Black Study I, 1968

Basel 2015
Black Study I

Lévy Gorvy

Work on Paper
Collage, drawing, paint, and printed on paper
50.0 x 100.0 (cm)
19.7 x 39.4 (inch)
'Black Study I' was made during Frank Stella's tenure at Kenneth Tyler’s print studio, Gemini Graphic Editions Limited in Los Angeles. Tyler designed for Stella a custom-made marker filled with lithographic ink that could be used to draw directly onto lithographic stones. He created in 1967 two suites of 'Black Series' prints, transposing into print the compositions of Stella’s rectilinear Black Paintings (1959-60) ('Black Series I,' twelve prints in an edition of one hundred) and diamond-pattern Black Paintings ('Black Series II,' eight prints in a series of one hundred). All of Stella's early prints were based on stripe paintings - conceived as so-called 'album' prints which were supposed to be assembled in binders to provide an intimate record of his early work. The prints are not illustrations of the paintings but differ significantly in detail and character.

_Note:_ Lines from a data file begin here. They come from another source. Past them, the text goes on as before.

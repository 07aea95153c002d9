use super::{Year, YearError};
use regex::Regex;
use std::{convert::TryFrom, sync::OnceLock};

/// An inclusive year range. The parser does not check that `low <= high`; that is up to
/// whoever answers the query.
#[derive(Debug, Clone, Copy, PartialEq, Eq)]
pub struct Query {
    pub low: Year,
    pub high: Year,
}

impl Query {
    pub fn is_ordered(&self) -> bool {
        self.low <= self.high
    }
}

fn query_line_regex() -> &'static Regex {
    static RE: OnceLock<Regex> = OnceLock::new();
    RE.get_or_init(|| {
        Regex::new(r"^\s*([0-9]{1,4})\s+([0-9]{1,4})\s*$").expect("query line pattern compiles")
    })
}

impl TryFrom<&str> for Query {
    type Error = QueryLineError;

    fn try_from(line: &str) -> Result<Self, Self::Error> {
        let caps = query_line_regex()
            .captures(line)
            .ok_or(QueryLineError::NotQueryShaped)?;

        // The shape allows any 1-4 digits so that "0840 1847" is still recognised as a
        // query, just a broken one.
        Ok(Query {
            low: caps[1].parse()?,
            high: caps[2].parse()?,
        })
    }
}

#[derive(Debug, thiserror::Error, PartialEq)]
pub enum QueryLineError {
    #[error("line is not two whitespace-separated years")]
    NotQueryShaped,
    #[error(transparent)]
    InvalidYear(#[from] YearError),
}
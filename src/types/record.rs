use super::{Price, PriceError};
use regex::Regex;
use std::{convert::TryFrom, str::FromStr, sync::OnceLock};

// A "type-safe" year. Only 1-9999 written without a leading zero is accepted.
#[derive(Debug, Clone, Copy, PartialEq, Eq, PartialOrd, Ord, Hash)]
pub struct Year(pub u16);

impl FromStr for Year {
    type Err = YearError;

    fn from_str(token: &str) -> Result<Self, Self::Err> {
        if token.is_empty() || token.len() > 4 || !token.bytes().all(|b| b.is_ascii_digit()) {
            return Err(YearError::NotAYear(token.into()));
        }
        if token.starts_with('0') {
            return Err(YearError::LeadingZero(token.into()));
        }

        token
            .parse::<u16>()
            .map(Year)
            .map_err(|_| YearError::NotAYear(token.into()))
    }
}

impl std::fmt::Display for Year {
    fn fmt(&self, f: &mut std::fmt::Formatter<'_>) -> std::fmt::Result {
        write!(f, "{}", self.0)
    }
}

#[derive(Debug, thiserror::Error, PartialEq)]
pub enum YearError {
    #[error("\"{0}\" is not a year of 1 to 4 digits")]
    NotAYear(String),
    #[error("year \"{0}\" has a leading zero")]
    LeadingZero(String),
}

/// One stamp entry. Built only through `TryFrom<&str>`, so every field has already been
/// through the record layout.
#[derive(Debug, Clone, PartialEq)]
pub struct Record {
    pub year: Year,
    pub office: String,
    pub price: Price,
    pub name: String,
}

fn record_line_regex() -> &'static Regex {
    static RE: OnceLock<Regex> = OnceLock::new();
    // Matched against whitespace-normalized text, so single spaces are enough here. The
    // name is lazy: the first price/year pair after it wins and the rest is office.
    RE.get_or_init(|| {
        Regex::new(
            r"^(?P<name>.+?) (?P<price>[0-9]*[.,]?[0-9]+) (?P<year>[1-9][0-9]{0,3}) (?P<office>.+)$",
        )
        .expect("record line pattern compiles")
    })
}

/// Collapse every whitespace run to one space and drop it at both ends.
fn normalize_whitespace(line: &str) -> String {
    line.split_whitespace().collect::<Vec<_>>().join(" ")
}

impl TryFrom<&str> for Record {
    type Error = RecordLineError;

    fn try_from(line: &str) -> Result<Self, Self::Error> {
        let normalized = normalize_whitespace(line);
        let caps = record_line_regex()
            .captures(&normalized)
            .ok_or(RecordLineError::Layout)?;

        Ok(Record {
            year: caps["year"].parse()?,
            office: caps["office"].to_string(),
            price: caps["price"].parse()?,
            name: caps["name"].to_string(),
        })
    }
}

/// Returned when a line cannot be turned into a `Record`. Only `Layout` is expected in
/// practice; the others mean the layout accepted a field that then failed to convert.
#[derive(Debug, thiserror::Error, PartialEq)]
pub enum RecordLineError {
    #[error("line does not have the \"name price year office\" layout")]
    Layout,
    #[error(transparent)]
    Year(#[from] YearError),
    #[error(transparent)]
    Price(#[from] PriceError),
}
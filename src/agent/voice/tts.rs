// SYNOID Voice Clone Session
// Copyright (c) 2026 Xing_The_Creator | SYNOID
//
// Long-lived voice cloning worker (tools/synoid_clone.py --serve). The model
// is loaded once when the session opens; requests go over stdin/stdout as one
// JSON object per line and are serialized, one synthesis at a time. Every
// request carries an id the worker echoes back, so a reply left in the pipe by
// an abandoned request is skipped rather than taken for the next one.

use anyhow::{Context, Result};
use serde::{Deserialize, Serialize};
use std::path::{Path, PathBuf};
use std::process::Stdio;
use std::time::Duration;
use tokio::io::{AsyncBufReadExt, AsyncWriteExt, BufReader, Lines};
use tokio::process::{Child, ChildStdin, ChildStdout, Command};
use tokio::sync::Mutex;
use tracing::{debug, info, warn};

use crate::agent::collaborators::VoiceCloner;

#[derive(Debug, Serialize)]
struct CloneRequest<'a> {
    id: u64,
    text: &'a str,
    speaker: &'a Path,
    output: &'a Path,
}

#[derive(Debug, Deserialize)]
struct CloneReply {
    #[serde(default)]
    id: Option<u64>,
    ok: bool,
    #[serde(default)]
    error: Option<String>,
}

struct Worker {
    child: Child,
    stdin: ChildStdin,
    stdout: Lines<BufReader<ChildStdout>>,
    next_id: u64,
    /// A write was cut off part way; the worker may hold half a request.
    torn: bool,
}

impl Worker {
    async fn read_reply(&mut self) -> Result<CloneReply> {
        let line = self
            .stdout
            .next_line()
            .await
            .context("Read from clone worker")?
            .context("Clone worker exited")?;
        serde_json::from_str(&line)
            .with_context(|| format!("Unexpected clone worker output: {}", line.trim()))
    }

    async fn request(&mut self, text: &str, speaker: &Path, output: &Path) -> Result<CloneReply> {
        if self.torn {
            anyhow::bail!("Clone worker stream was interrupted mid-request; reopen the session");
        }
        self.next_id += 1;
        let id = self.next_id;

        let mut line = serde_json::to_string(&CloneRequest {
            id,
            text,
            speaker,
            output,
        })?;
        line.push('\n');

        self.torn = true;
        self.stdin
            .write_all(line.as_bytes())
            .await
            .context("Write to clone worker")?;
        self.stdin.flush().await?;
        self.torn = false;

        loop {
            let reply = self.read_reply().await?;
            if reply.id == Some(id) {
                return Ok(reply);
            }
            debug!(
                "[TTS] Discarding stale worker reply {:?} (waiting for {})",
                reply.id, id
            );
        }
    }
}

pub struct VoiceCloneSession {
    worker: Mutex<Worker>,
    script_path: PathBuf,
}

/// Locate the worker script: as given, then relative to the executable.
pub fn locate_clone_script(configured: &Path) -> PathBuf {
    if configured.exists() || configured.is_absolute() {
        return configured.to_path_buf();
    }
    // Running from target/debug
    let beside_exe = std::env::current_exe().ok().and_then(|exe| {
        exe.parent()
            .map(|dir| dir.join("../..").join(configured))
            .filter(|p| p.exists())
    });
    match beside_exe {
        Some(p) => p,
        None => {
            warn!(
                "[TTS] Warning: {:?} not found. Voice cloning will fail.",
                configured
            );
            configured.to_path_buf()
        }
    }
}

impl VoiceCloneSession {
    /// Start the worker and wait until it reports the model is loaded.
    pub async fn open(python: &str, script_path: &Path) -> Result<Self> {
        let script_path = locate_clone_script(script_path);
        info!("[TTS] Starting voice clone worker: {} {:?}", python, script_path);

        let mut child = Command::new(python)
            .arg(&script_path)
            .arg("--serve")
            .stdin(Stdio::piped())
            .stdout(Stdio::piped())
            .stderr(Stdio::inherit())
            .kill_on_drop(true)
            .spawn()
            .with_context(|| format!("Failed to start {} {:?}", python, script_path))?;

        let stdin = child.stdin.take().context("Clone worker has no stdin")?;
        let stdout = child.stdout.take().context("Clone worker has no stdout")?;
        let mut worker = Worker {
            child,
            stdin,
            stdout: BufReader::new(stdout).lines(),
            next_id: 0,
            torn: false,
        };

        let ready = worker.read_reply().await.context("Clone worker failed to start")?;
        if !ready.ok {
            anyhow::bail!(
                "Clone worker failed to load: {}",
                ready.error.unwrap_or_default()
            );
        }

        info!("[TTS] Voice clone session ready.");
        Ok(Self {
            worker: Mutex::new(worker),
            script_path,
        })
    }

    pub fn script_path(&self) -> &Path {
        &self.script_path
    }

    /// Shut the worker down. It exits on stdin EOF; killed if it lingers.
    pub async fn close(self) -> Result<()> {
        let Worker {
            mut child, stdin, ..
        } = self.worker.into_inner();
        drop(stdin);

        match tokio::time::timeout(Duration::from_secs(5), child.wait()).await {
            Ok(status) => {
                let status = status?;
                info!("[TTS] Voice clone worker exited: {}", status);
            }
            Err(_) => {
                warn!("[TTS] Voice clone worker did not exit, killing it.");
                child.kill().await?;
            }
        }
        Ok(())
    }

    pub async fn speak(&self, text: &str, voice_sample: &Path, output_path: &Path) -> Result<()> {
        info!("[TTS] Cloning: \"{}\" -> {:?}", text, output_path);

        let reply = {
            let mut worker = self.worker.lock().await;
            worker.request(text, voice_sample, output_path).await?
        };

        if !reply.ok {
            anyhow::bail!(
                "Voice cloning failed: {}",
                reply.error.unwrap_or_else(|| "unknown error".to_string())
            );
        }

        let size = tokio::fs::metadata(output_path)
            .await
            .map(|m| m.len())
            .unwrap_or(0);
        if size == 0 {
            anyhow::bail!("Clone worker reported success but {:?} is empty", output_path);
        }
        debug!("[TTS] Wrote {} bytes to {:?}", size, output_path);
        Ok(())
    }
}

impl VoiceCloner for VoiceCloneSession {
    async fn synthesize(&self, text: &str, voice_sample: &Path, output_path: &Path) -> Result<()> {
        self.speak(text, voice_sample, output_path).await
    }
}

While the application of the ink with a lithographic marker recreates the freehand quality of the paintings, the stripes in the prints are generally more clearly defined resulting in a more intense optical pattern. Stella further changed the striped pattern and number of black bands in order to avoid the prints becoming miniature reproductions of the paintings. 'Black Study I' was made the following year, when Stella was still working with Tyler, and similarly returns to the formal patterns of the Black Paintings, this time incorporating hand-drawn and painted elements. 'Black Study I' is comprised of four separate lithographs, perhaps created as parts of the earlier print series. The lithographs are collaged together, with hand additions in white gouache and black grease pencil to disguise the seams. With the "regulated pattern" of the Black Paintings, and again in the prints following the paintings, Stella explained, he forced "illusionistic space out of the painting at a constant rate."